No relato, a consumidora compra o aparelho pela internet e solicita a devolução dentro do prazo informado pela loja. Ela recebe um código de logística reversa, embala o celular com acessórios, fecha a caixa e entrega o pacote no ponto autorizado.
O atendente emite comprovante com data e identificação da postagem. Duas semanas depois, a loja diz que o pacote chegou sem o aparelho e nega o estorno. A mulher passa a enfrentar uma cobrança de R$ 6 mil mesmo tendo seguido o fluxo indicado pelo próprio fornecedor.

O que a lei prevê para devoluções de compras on-line?

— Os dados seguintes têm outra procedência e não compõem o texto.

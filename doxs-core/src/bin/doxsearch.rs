//! Command-line search over a DOXS index.
//!
//! Runs one query and prints the ranked documents, best match first.
//!
//! ## Usage
//!
//! Built only with the `cli` feature.
//!
//! ```bash
//! cargo install --path doxs-core --features cli
//!
//! # every document mentioning words starting with "pars"
//! doxsearch search.idx pars
//!
//! # must mention "token", must not mention "lexer"
//! doxsearch search.idx +token -lexer parser
//!
//! # top five only
//! doxsearch --limit 5 search.idx tree
//! ```
//!
//! Set `RUST_LOG=doxs_core=debug` to trace bucket lookups.

use std::path::PathBuf;

use anyhow::{Context, Result};
use clap::Parser;
use doxs_core::{RankedDocument, SearchConfig, Searcher};
use tracing::info;
use tracing_subscriber::EnvFilter;

#[derive(Parser)]
#[command(name = "doxsearch")]
#[command(about = "Search a precomputed DOXS index", long_about = None)]
struct Args {
    /// Path to the index file
    #[arg(env = "DOXSEARCH_INDEX")]
    index: PathBuf,

    /// Query words; prefix with + to require a word or - to exclude it
    #[arg(required = true, num_args = 1.., trailing_var_arg = true, allow_hyphen_values = true)]
    query: Vec<String>,

    /// Show at most this many documents
    #[arg(long)]
    limit: Option<usize>,

    /// Match index words byte for byte instead of ignoring ASCII case
    #[arg(long)]
    case_sensitive: bool,
}

fn main() -> Result<()> {
    tracing_subscriber::fmt()
        .with_env_filter(
            EnvFilter::try_from_default_env().unwrap_or_else(|_| EnvFilter::new("warn")),
        )
        .with_writer(std::io::stderr)
        .init();

    let args = Args::parse();

    let mut config = if args.case_sensitive {
        SearchConfig::exact()
    } else {
        SearchConfig::default()
    };
    config.limit = args.limit;

    let query = args.query.join(" ");
    let docs = Searcher::with_config(config)
        .search_file(&args.index, &query)
        .with_context(|| format!("searching {} for {query:?}", args.index.display()))?;
    info!(found = docs.len(), "query finished");

    report(&docs);
    Ok(())
}

fn report(docs: &[RankedDocument]) {
    println!("{}", matches_text(docs.len()));

    for (num, doc) in docs.iter().enumerate() {
        println!("{:>4}. {} <{}> ({:.1})", num + 1, doc.name, doc.url, doc.rank);

        let hits: Vec<String> = doc
            .contributions
            .iter()
            .map(|c| format!("{}[{}]({})", c.word, c.matched_suffix(), c.frequency))
            .collect();
        println!("      Matches: {}", hits.join(" "));
    }
}

fn matches_text(found: usize) -> String {
    match found {
        0 => "Sorry, no documents matching your query.".to_owned(),
        1 => "Found 1 document matching your query.".to_owned(),
        n => format!("Found {n} documents matching your query. Showing best matches first."),
    }
}
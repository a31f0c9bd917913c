//! Bucket table lookup and prefix scanning of bucket chains.

use std::io::{BufRead, Seek};

use doxs_types::{BucketKey, Result};
use smallvec::SmallVec;
use tracing::{debug, trace};

use crate::index::reader::{into_text, IndexReader};
use crate::index::types::{IndexWord, INLINE_BUCKET_MATCHES};

pub type BucketMatches = SmallVec<[IndexWord; INLINE_BUCKET_MATCHES]>;

impl<R: BufRead + Seek> IndexReader<R> {
    /// Reads the bucket table entry for `key`. Zero means the bucket is empty.
    #[inline]
    pub fn bucket_offset(&mut self, key: BucketKey) -> Result<u32> {
        self.read_u32_be(key.table_offset())
    }

    /// Walks the bucket chain at `offset` and returns every entry that
    /// `word` is a prefix of.
    ///
    /// The chain is a run of `(word\0, stats_offset)` pairs ended by an
    /// empty word.
    pub fn scan_bucket(
        &mut self,
        offset: u32,
        word: &str,
        case_sensitive: bool,
    ) -> Result<BucketMatches> {
        self.seek(u64::from(offset))?;
        let query = word.as_bytes();
        let mut matches = BucketMatches::new();

        loop {
            let entry = self.next_cstring()?;
            if entry.is_empty() {
                break;
            }
            let stats_offset = self.next_u32()?;
            trace!(entry = %String::from_utf8_lossy(&entry), stats_offset, "bucket entry");

            if is_prefix_of(query, &entry, case_sensitive) {
                matches.push(IndexWord {
                    full: entry.len() == query.len(),
                    text: into_text(entry),
                    stats_offset,
                });
            }
        }

        Ok(matches)
    }

    /// Finds every index word that starts with `word`.
    ///
    /// Words without a bucket key and words whose bucket is empty yield no
    /// matches.
    pub fn lookup_word(&mut self, word: &str, case_sensitive: bool) -> Result<BucketMatches> {
        let Some(key) = BucketKey::from_word(word) else {
            debug!(word, "word too short for a bucket");
            return Ok(BucketMatches::new());
        };

        let offset = self.bucket_offset(key)?;
        if offset == 0 {
            debug!(word, bucket = key.as_u16(), "empty bucket");
            return Ok(BucketMatches::new());
        }

        let matches = self.scan_bucket(offset, word, case_sensitive)?;
        debug!(word, bucket = key.as_u16(), matched = matches.len(), "bucket scanned");
        Ok(matches)
    }
}

#[inline(always)]
fn is_prefix_of(query: &[u8], entry: &[u8], case_sensitive: bool) -> bool {
    match entry.get(..query.len()) {
        Some(head) if case_sensitive => head == query,
        Some(head) => head.eq_ignore_ascii_case(query),
        None => false,
    }
}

No comércio eletrônico, o direito de arrependimento pode ser exercido nas hipóteses do artigo 49 do CDC. A regra permite desistir da compra fora do estabelecimento em até sete dias, com devolução dos valores pagos quando o direito é regularmente exercido.
O texto do Código de Defesa do Consumidor também vincula fornecedores a recibos e declarações escritas. Em conflito sobre um retorno autorizado, o comprovante de entrega não encerra sozinho toda a prova, mas mostra que o consumidor colocou o pacote na cadeia definida pela empresa.
Quais provas podem mostrar o que aconteceu com a caixa?
Um caso assim depende de rastrear a cadeia de custódia do pacote. O comprovante do ponto de coleta é a primeira peça. Peso registrado, leituras de código, imagens de triagem, lacres, fotografias anteriores à postagem e protocolos podem ajudar a localizar em que etapa surgiu a divergência.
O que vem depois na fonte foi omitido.